Putting aside the unnecessary hostility to kids that do speak up, I do think that there is something quite cheeky about simultaneously not wanted to participate/contribute in classes whilst feeling entitled to criticize those who do.

How about having a little think about how that might come across to other people.

PinkRiceKrispies · 11/10/2022 23:19

Also used to get this all the time as a child and still now as an adult.
It's always made me feel like I am lacking somehow and not as good as louder and more confident people. 😔

Kite22 · 11/10/2022 23:19

But being nervous and anxious is not the same as being quiet and observational.

I agree. I was replying to a pp who was saying pupils shouldn't be asked to do things if they aren't comfortable with some aspect of it.

XenoBitch · 11/10/2022 23:20

I was a very quiet and anxious child. My anxiety got me out of giving presentations throughout school, college and uni etc.
Now, in my 40s, I can not find the courage to stand up in front of anyone. I cant even get up for a piss in front of the people in the support groups I attend.
Maybe, if my teachers and parents had made the effort with me, I would not be a useless wreck now.

FreudayNight · 11/10/2022 23:23

Kite22 · 11/10/2022 23:19

But being nervous and anxious is not the same as being quiet and observational.

I agree. I was replying to a pp who was saying pupils shouldn't be asked to do things if they aren't comfortable with some aspect of it.

That’s such a bad idea. Basically telling people that “comfort” is the most important thing? And that being asked to go outside their comfort zone is unreasonable.
Daft!

bellabasset · 11/10/2022 23:24

I'd say that a being quiet, being thoughtful and more considered before expressing opinions might not be a bad thing.

Mariposista · 11/10/2022 23:25

There are two kinds of quiet child. One is the kid who prefers to be a listener rather than muscle in with what is going on, but is still actively engaged, and the other is the one gawping out the window, in their own world, disengaged. Provided your kid falls into the first camp, she is absolutely fine!

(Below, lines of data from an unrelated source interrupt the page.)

//! SQL compiler for resolved MQL queries.
//!
//! Every literal becomes a bound parameter; only schema-supplied identifiers
//! reach the SQL text, and those go through the dialect's quoting.

pub mod conditions;
pub mod context;
pub mod dialect;
pub mod select;
pub mod sql;
pub mod traits;

#[cfg(test)]
mod tests;

use chrono::NaiveDate;
use rust_decimal::Decimal;
use serde::{Deserialize, Serialize};
use std::fmt;

use crate::ast::ResolvedQuery;
use crate::error::CompileError;

pub use conditions::ParamContext;
pub use context::{ClockContext, EvalContext, FixedContext};
pub use dialect::Dialect;
pub use traits::{SqlGenerator, escape_identifier};

/// A parameter value in binding order.
#[derive(Debug, Clone, PartialEq, Eq, Serialize)]
#[serde(untagged)]
pub enum BoundValue {
    Null,
    Int(i64),
    Number(Decimal),
    Text(String),
    Date(NaiveDate),
}

impl fmt::Display for BoundValue {
    fn fmt(&self, f: &mut fmt::Formatter<'_>) -> fmt::Result {
        match self {
            BoundValue::Null => write!(f, "NULL"),
            BoundValue::Int(n) => write!(f, "{}", n),
            BoundValue::Number(n) => write!(f, "{}", n),
            BoundValue::Text(s) => write!(f, "'{}'", s.replace('\'', "''")),
            BoundValue::Date(d) => write!(f, "'{}'", d.format("%Y-%m-%d")),
        }
    }
}

/// SQL text plus its parameters, ready for an executor.
#[derive(Debug, Clone, PartialEq, Eq, Serialize)]
pub struct CompiledSql {
    pub text: String,
    pub params: Vec<BoundValue>,
}

/// Physical tables the compiler targets.
#[derive(Debug, Clone, PartialEq, Eq, Serialize, Deserialize)]
pub struct CardTables {
    /// One row per card, one column per property.
    pub cards: String,
    /// Tree membership: `card_id`, `tree_name`.
    pub hierarchy: String,
}

impl Default for CardTables {
    fn default() -> Self {
        Self {
            cards: "cards".to_string(),
            hierarchy: "tree_belongings".to_string(),
        }
    }
}

/// Compile against the default `cards` / `tree_belongings` tables.
pub fn compile(
    query: &ResolvedQuery,
    ctx: &dyn EvalContext,
    dialect: Dialect,
) -> Result<CompiledSql, CompileError> {
    Compiler::new(dialect).compile(query, ctx)
}

/// Reusable compiler configuration.
#[derive(Debug, Clone, Default)]
pub struct Compiler {
    pub dialect: Dialect,
    pub tables: CardTables,
}

impl Compiler {
    pub fn new(dialect: Dialect) -> Self {
        Self {
            dialect,
            tables: CardTables::default(),
        }
    }

    pub fn with_tables(mut self, tables: CardTables) -> Self {
        self.tables = tables;
        self
    }

    pub fn compile(
        &self,
        query: &ResolvedQuery,
        ctx: &dyn EvalContext,
    ) -> Result<CompiledSql, CompileError> {
        let generator = self.dialect.generator();
        let compiled = select::build_select(query, generator.as_ref(), ctx, &self.tables)?;
        tracing::debug!(
            dialect = %self.dialect,
            sql_len = compiled.text.len(),
            params = compiled.params.len(),
            "compiled query"
        );
        Ok(compiled)
    }
}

CaptainBarbosa · 11/10/2022 23:28

I wish my child were "quiet", he's got ADHD and natters/talks non stop ..like you can tell he just likes making noise, sometimes it not been words, just random sounds like going "bop, bop,bop" over and over again 😂

I don't see an issue at all with being quiet, we all couldn't be loud the world would be a deafening place!

FreudayNight · 11/10/2022 23:42

bellabasset · 11/10/2022 23:24

I'd say that a being quiet, being thoughtful and more considered before expressing opinions might not be a bad thing.

That’s just a passive aggressive control mechanism isn’t it?

It’s the #BeKind friendly version of “Better to be thought a fool, than open one’s mouth and leave no doubt.” More considered is obviously being weaponised, and that’s not for the kids benefit is it?
Don’t forget we’re talking about children, many of whom learn best using the socratic method… a form of teacher guided more consideration if you will.

Was your comment meant in the mean spirited and nasty way it’s being perceived as?

LydiaBennetsUglyBonnet · 12/10/2022 07:37

Kanaloa · 11/10/2022 23:07

I mean you’ve got upset with the teacher suggesting your child is quiet. If you don’t like her being labeled as ‘quiet’ for not participating in class discussion it’s hardly surprising that people are pointing out it’s worse to be referring to the children who do participate as ‘ostentatious gobshites.’

Oh FGS I didn’t say that any non-quiet children are ostentatious gobshites. My point was that being described as ‘quiet’ is clearly a criticism to many, and if she was loud and a gobshite, it would be considered a good thing and I don’t know why.

OP posts:
LydiaBennetsUglyBonnet · 12/10/2022 07:38

Kanaloa · 11/10/2022 23:09

And it seems pretty clear the teacher wasn’t looking to insult your daughter - but a teacher will notice and seek to support a child who doesn’t or can’t join in class discussions confidently. If anything it is good thing - she could just as easily sit back and ignore your daughter.

Why would she ‘sit back and ignore my daughter’? Are you saying I should be glad the teacher isn’t a really shit teacher?